Teachers' retirement

Actuarially Reduced Benefits (ARB) retirement for teachers.

The Department for Education has issued serious concern about teachers who 'retire' under the ARB scheme and then continue at the same school after a notional day's break. There has to be a genuine cessation of employment for pension benefits to be paid. The notification is reproduced below. For a teacher to take ARB retirement, they have to resign and stop work. Schools should then take the normal steps to recruit to any ensuing post which may be available and should not agree to an arrangement for a teacher to just carry on teaching after one day's break. The Phased Retirement scheme is the appropriate one in such cases. Headteachers should contact Strategic HR on the contact details on the right for advice if required.

Early retirement for teachers with actuarial adjustment (ARB Retirement) - employer consent and certification for ‘in-service’ applications

The DfE has registered concern that employers may be certifying applications for early payment of benefits before normal pension age on an actuarially-adjusted basis (otherwise known as ARB) in circumstances where the person is not actually leaving the post. It seems that employers may be certifying ARB applications on the basis that the person is arranging a token break in service (perhaps for as little as one day) and is immediately returning to (or continuing in) the same post. This would constitute an invalid certification for payment of ARB.

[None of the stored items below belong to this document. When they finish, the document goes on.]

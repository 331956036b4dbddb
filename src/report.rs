//! Metrics reporting
//!
//! The envelope is the job's single output of record. Both variants
//! serialize with a fixed key order, 2-space indented.

use rust_decimal::prelude::ToPrimitive;
use rust_decimal::{Decimal, RoundingStrategy};
use serde::{Deserialize, Serialize};
use std::fs;
use std::io::Write;
use std::path::Path;
use std::time::Instant;
use tracing::info;

use crate::config::JobConfig;
use crate::error::{JobError, JobResult};
use crate::signal::SignalFrame;

/// Name of the reported metric
pub const SIGNAL_RATE_METRIC: &str = "signal_rate";

/// Decimal places kept in the reported value
pub const VALUE_DECIMALS: u32 = 4;

#[derive(Debug, Clone, Copy, PartialEq, Eq, Serialize, Deserialize)]
#[serde(rename_all = "lowercase")]
pub enum Status {
    Success,
    Error,
}

#[derive(Debug, Clone, PartialEq, Serialize, Deserialize)]
pub struct SuccessReport {
    pub version: String,
    pub rows_processed: usize,
    pub metric: String,
    /// Rounded signal rate; `null` when no row has a rolling mean
    pub value: Option<f64>,
    pub latency_ms: u64,
    pub seed: u64,
    pub status: Status,
}

impl SuccessReport {
    pub fn new(config: &JobConfig, frame: &SignalFrame, latency_ms: u64) -> Self {
        SuccessReport {
            version: config.version.clone(),
            rows_processed: frame.len(),
            metric: SIGNAL_RATE_METRIC.to_string(),
            value: frame
                .signal_rate()
                .and_then(round_value)
                .and_then(|value| value.to_f64()),
            latency_ms,
            seed: config.seed,
            status: Status::Success,
        }
    }
}

#[derive(Debug, Clone, PartialEq, Serialize, Deserialize)]
pub struct ErrorReport {
    pub version: String,
    pub status: Status,
    pub error_message: String,
}

impl ErrorReport {
    pub fn new(version: impl Into<String>, error: &JobError) -> Self {
        ErrorReport {
            version: version.into(),
            status: Status::Error,
            error_message: error.to_string(),
        }
    }
}

/// Success or error result envelope
#[derive(Debug, Clone, PartialEq, Serialize, Deserialize)]
#[serde(untagged)]
pub enum MetricsEnvelope {
    Success(SuccessReport),
    Error(ErrorReport),
}

impl MetricsEnvelope {
    pub fn status(&self) -> Status {
        match self {
            MetricsEnvelope::Success(report) => report.status,
            MetricsEnvelope::Error(report) => report.status,
        }
    }

    pub fn to_pretty_json(&self) -> JobResult<String> {
        Ok(serde_json::to_string_pretty(self)?)
    }
}

impl From<SuccessReport> for MetricsEnvelope {
    fn from(report: SuccessReport) -> Self {
        MetricsEnvelope::Success(report)
    }
}

impl From<ErrorReport> for MetricsEnvelope {
    fn from(report: ErrorReport) -> Self {
        MetricsEnvelope::Error(report)
    }
}

/// Round a metric to [`VALUE_DECIMALS`] places, half-to-even.
///
/// Rounds the binary value of `value` as stored, not the decimal it was
/// meant to approximate: `1.0 / 160.0` is slightly above `0.00625` and
/// rounds up. `None` for NaN or infinite input.
pub fn round_value(value: f64) -> Option<Decimal> {
    Decimal::from_f64_retain(value)
        .map(|d| d.round_dp_with_strategy(VALUE_DECIMALS, RoundingStrategy::MidpointNearestEven))
}

/// Whole milliseconds elapsed since `started`
pub fn elapsed_ms(started: Instant) -> u64 {
    u64::try_from(started.elapsed().as_millis()).unwrap_or(u64::MAX)
}

/// Overwrite `path` with the envelope JSON
pub fn write_envelope(path: impl AsRef<Path>, envelope: &MetricsEnvelope) -> JobResult<()> {
    let json = envelope.to_pretty_json()?;
    fs::write(path.as_ref(), json)?;
    Ok(())
}

/// Write the envelope, log it and echo it to `out`
pub fn emit(
    path: impl AsRef<Path>,
    envelope: &MetricsEnvelope,
    out: &mut dyn Write,
) -> JobResult<()> {
    write_envelope(path, envelope)?;
    info!("Metrics: {}", serde_json::to_string(envelope)?);
    echo(envelope, out)
}

/// Print the pretty-printed envelope followed by a newline
pub fn echo(envelope: &MetricsEnvelope, out: &mut dyn Write) -> JobResult<()> {
    writeln!(out, "{}", envelope.to_pretty_json()?).map_err(JobError::from)
}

The ARB arrangements fall into two categories, but both are based on the premise that the person has left the employment (and that the employment ended after 29 March 2000).

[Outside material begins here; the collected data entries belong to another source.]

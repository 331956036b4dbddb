//! Signal engine
//!
//! Derives the binary "close above its rolling mean" signal. Rows without a
//! rolling mean are not valid rows: their signal is 0 and they are excluded
//! from the signal rate.

use tracing::debug;

use crate::indicators::rolling_mean;

/// Derived columns for a processed dataset
#[derive(Debug, Clone, PartialEq)]
pub struct SignalFrame {
    pub rolling_mean: Vec<Option<f64>>,
    pub signal: Vec<u8>,
}

impl SignalFrame {
    /// Compute the rolling mean and signal over a close series
    pub fn compute(close: &[Option<f64>], window: usize) -> Self {
        let rolling_mean = rolling_mean(close, window);

        let signal = close
            .iter()
            .zip(&rolling_mean)
            .map(|(close, mean)| match (close, mean) {
                (Some(c), Some(m)) if c > m => 1,
                _ => 0,
            })
            .collect();

        let frame = SignalFrame {
            rolling_mean,
            signal,
        };
        debug!(
            "Signal frame: {} rows, {} valid, window={}",
            frame.len(),
            frame.valid_rows(),
            window
        );
        frame
    }

    /// Total rows, valid or not
    pub fn len(&self) -> usize {
        self.signal.len()
    }

    pub fn is_empty(&self) -> bool {
        self.signal.is_empty()
    }

    /// Rows with a defined rolling mean
    pub fn valid_rows(&self) -> usize {
        self.rolling_mean.iter().filter(|m| m.is_some()).count()
    }

    /// Rows where the signal fired (always a subset of the valid rows)
    pub fn signal_count(&self) -> usize {
        self.signal.iter().filter(|&&s| s == 1).count()
    }

    /// Mean signal over valid rows, `None` when there are none
    pub fn signal_rate(&self) -> Option<f64> {
        match self.valid_rows() {
            0 => None,
            valid => Some(self.signal_count() as f64 / valid as f64),
        }
    }
}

There is nothing in the TP regulations that would negate a person’s entitlement to ARB if they took up a new post after as little as one day (a person has to be out of pensionable employment or excluded employment for any retirement benefit to be paid). The DfE recognises that an employer might, in the fullness of time, find it necessary to ask a person to return to the post if they have not succeeded in filling the vacancy. The nature of the consent requirement is such that it would not be right for an employer to certify an application for ‘in-service’ ARB when, in reality, the person is continuing in the same employment with no break in the contract (i.e. arranging a day (or few days) without pay or the person is arranging a nominal break whilst planning to immediately return to the same post.

The DfE suggests that, in these circumstances, the certification would be questionable and employers are asked to take care and ensure that applications for ‘in-service’ ARB are submitted only where there is a genuine cessation of employment.